Emily looked up when he entered, her mask secure. "Luca! How's the situation below?"
"The breaker's almost online," He said, pulling off his oxygen mask and immediately regretting it. The air up here was better, but it still tasted wrong. "Chris and Ryan are finishing the installation now."
"Thank God," Zoe muttered, not looking up from her navigation console.
"Any luck reaching Dad?" He asked.
She shook her head. "Nothing. Either they're not monitoring, or they can't risk responding. I've tried everything."
"He knows we're alive," Luca said, more to convince himself than her. "He's watching. He has to be."
The bridge radio buzzed. "Twenty minutes are up, Captain," Ryan's voice said. "How's it look from your end?"
Luca looked at Emily. She took a deep breath. "Bringing the main bus back online... now."
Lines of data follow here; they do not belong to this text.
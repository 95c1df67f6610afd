//! pvc source rendering
//!
//! This module turns compiler data back into text:
//! - expressions render in a canonical, fully parenthesized form that re-parses to the same tree
//! - token sequences render as an indented tree (used by `pvc --lex`)

mod config;
mod formatter;
mod writer;

pub use config::FormatConfig;
pub use formatter::Formatter;
pub use writer::FormatWriter;

use crate::frontend::ast::Expr;
use crate::frontend::lexer::TokenSequence;
use crate::frontend::parser;
use crate::frontend::diagnostics::ParseError;

/// Render an expression canonically on a single line
pub fn format_expr(expr: &Expr) -> String {
    format_expr_with_config(expr, FormatConfig::default())
}

/// Render an expression with custom configuration
pub fn format_expr_with_config(expr: &Expr, config: FormatConfig) -> String {
    Formatter::new(config).format_expr(expr)
}

/// Render a token tree
pub fn format_tokens(tokens: &TokenSequence) -> String {
    Formatter::new(FormatConfig::default()).format_tokens(tokens)
}

/// Parse source text and render it canonically
pub fn format_source(source: &str) -> Result<String, ParseError> {
    let expr = parser::parse_source(source)?;
    Ok(format_expr(&expr))
}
The emergency lights flickered back on. On the main display, the power grid schematic, once a mess of red warnings, now showed a clean, stable green line flowing from the reactor, through the new breaker, and out to the rest of the ship.
"Power's back online!" Ryan's voice came over the radio. "We've got full reactor output flowing through the new main HV breaker."
The bridge lights flickered and then stabilized, shifting from the red emergency lighting to normal white illumination. Displays that had been dark suddenly sprang to life, showing cascades of data and system diagnostics.
"Holy shit," Zoe breathed. "I've got full telemetry, gravitational mapping, and collision avoidance."
His shoulders dropped. They'd actually pulled it off. Emily was smiling for the first time since they'd launched, and damn if she didn't look good doing it. Even covered in soot and exhaustion, coordinating a ship's power grid like a boss.
"Alright, Zoe," Luca said, standing next to her. "Let's see if we can get some proper thrust and figure out where the hell we're going."
Zoe nodded. "Routing power to main engines now. We should have maneuvering capability in about thirty seconds."
The ship rumbled with new energy. Luca could feel the deck plates vibrating as the fusion reactor ramped up to meet the new demand. It was working. It was actually working.
"Main thrusters responding," Zoe announced. "I've got attitude control and... wait."
Something in her voice made Luca pause. The smile vanished from her face.
"What is it?" Emily asked, already moving to her diagnostic panels.
"Power surge in the life support grid," Zoe muttered. "The thruster activation is causing a feedback loop. That bypass Emily set up... it's not stable under this kind of load. The system's trying to compensate, but I can't..."
The warning klaxons blared before she could finish her sentence. Red lights flashed across every console on the bridge, and the ship's automated voice began announcing:
"Critical system failure. Life support systems are offline. Oxygen levels falling."